[Task]
Whenever a line below mentions the word "GraphqlError", that line should be copied.
======== Extracted entries
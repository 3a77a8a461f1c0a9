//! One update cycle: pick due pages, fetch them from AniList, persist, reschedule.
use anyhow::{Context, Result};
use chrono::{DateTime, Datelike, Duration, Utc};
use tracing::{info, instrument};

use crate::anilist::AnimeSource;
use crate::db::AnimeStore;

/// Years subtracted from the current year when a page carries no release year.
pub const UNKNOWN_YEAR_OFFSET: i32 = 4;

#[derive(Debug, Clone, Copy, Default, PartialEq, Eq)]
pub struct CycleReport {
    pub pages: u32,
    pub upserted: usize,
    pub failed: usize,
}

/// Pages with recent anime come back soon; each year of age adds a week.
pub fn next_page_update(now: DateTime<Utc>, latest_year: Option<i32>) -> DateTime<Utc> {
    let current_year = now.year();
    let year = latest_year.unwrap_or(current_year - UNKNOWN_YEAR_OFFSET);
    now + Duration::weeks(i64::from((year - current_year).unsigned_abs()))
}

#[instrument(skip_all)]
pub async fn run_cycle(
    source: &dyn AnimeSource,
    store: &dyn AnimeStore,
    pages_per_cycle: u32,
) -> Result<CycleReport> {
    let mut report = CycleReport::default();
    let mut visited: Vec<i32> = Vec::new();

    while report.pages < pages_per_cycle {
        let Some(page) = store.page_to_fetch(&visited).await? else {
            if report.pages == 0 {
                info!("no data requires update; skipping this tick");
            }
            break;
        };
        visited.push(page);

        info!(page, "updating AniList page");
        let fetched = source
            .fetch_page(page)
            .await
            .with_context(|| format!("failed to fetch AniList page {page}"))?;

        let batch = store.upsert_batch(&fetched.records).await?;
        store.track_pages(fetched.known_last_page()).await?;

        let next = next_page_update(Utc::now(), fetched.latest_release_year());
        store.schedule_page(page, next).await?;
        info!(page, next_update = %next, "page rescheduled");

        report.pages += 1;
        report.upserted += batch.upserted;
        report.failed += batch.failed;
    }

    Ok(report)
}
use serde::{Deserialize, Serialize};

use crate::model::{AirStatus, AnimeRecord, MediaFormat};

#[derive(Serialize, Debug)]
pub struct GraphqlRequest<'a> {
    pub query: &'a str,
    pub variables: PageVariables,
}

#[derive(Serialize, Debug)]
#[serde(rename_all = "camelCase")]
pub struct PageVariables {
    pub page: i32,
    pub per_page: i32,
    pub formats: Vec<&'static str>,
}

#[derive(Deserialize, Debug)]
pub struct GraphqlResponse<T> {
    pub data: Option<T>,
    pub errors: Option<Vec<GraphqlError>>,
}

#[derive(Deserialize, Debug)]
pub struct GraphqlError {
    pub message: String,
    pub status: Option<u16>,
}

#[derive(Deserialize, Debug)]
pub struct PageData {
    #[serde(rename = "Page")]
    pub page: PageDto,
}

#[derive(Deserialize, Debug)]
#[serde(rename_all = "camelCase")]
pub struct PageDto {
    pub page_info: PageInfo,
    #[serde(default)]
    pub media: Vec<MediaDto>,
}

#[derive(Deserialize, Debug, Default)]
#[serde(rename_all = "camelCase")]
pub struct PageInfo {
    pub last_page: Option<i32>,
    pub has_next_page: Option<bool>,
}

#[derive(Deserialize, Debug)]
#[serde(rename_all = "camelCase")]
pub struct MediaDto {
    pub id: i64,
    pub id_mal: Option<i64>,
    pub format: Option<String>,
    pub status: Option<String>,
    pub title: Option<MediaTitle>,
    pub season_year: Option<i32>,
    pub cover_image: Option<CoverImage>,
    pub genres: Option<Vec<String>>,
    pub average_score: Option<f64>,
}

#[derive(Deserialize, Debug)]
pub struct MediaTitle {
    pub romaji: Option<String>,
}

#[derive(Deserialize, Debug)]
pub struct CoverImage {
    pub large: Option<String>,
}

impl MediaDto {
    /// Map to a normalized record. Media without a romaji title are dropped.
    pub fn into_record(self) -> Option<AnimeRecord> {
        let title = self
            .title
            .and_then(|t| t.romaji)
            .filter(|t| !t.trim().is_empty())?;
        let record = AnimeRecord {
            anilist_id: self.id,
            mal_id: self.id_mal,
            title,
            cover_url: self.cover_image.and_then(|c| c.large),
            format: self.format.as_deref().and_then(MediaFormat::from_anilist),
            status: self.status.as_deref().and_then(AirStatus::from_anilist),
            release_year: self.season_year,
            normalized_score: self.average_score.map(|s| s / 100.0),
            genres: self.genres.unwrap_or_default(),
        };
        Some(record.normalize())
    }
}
================
[Answer space]
    pub errors: Option<Vec<GraphqlError>>,
pub struct GraphqlError {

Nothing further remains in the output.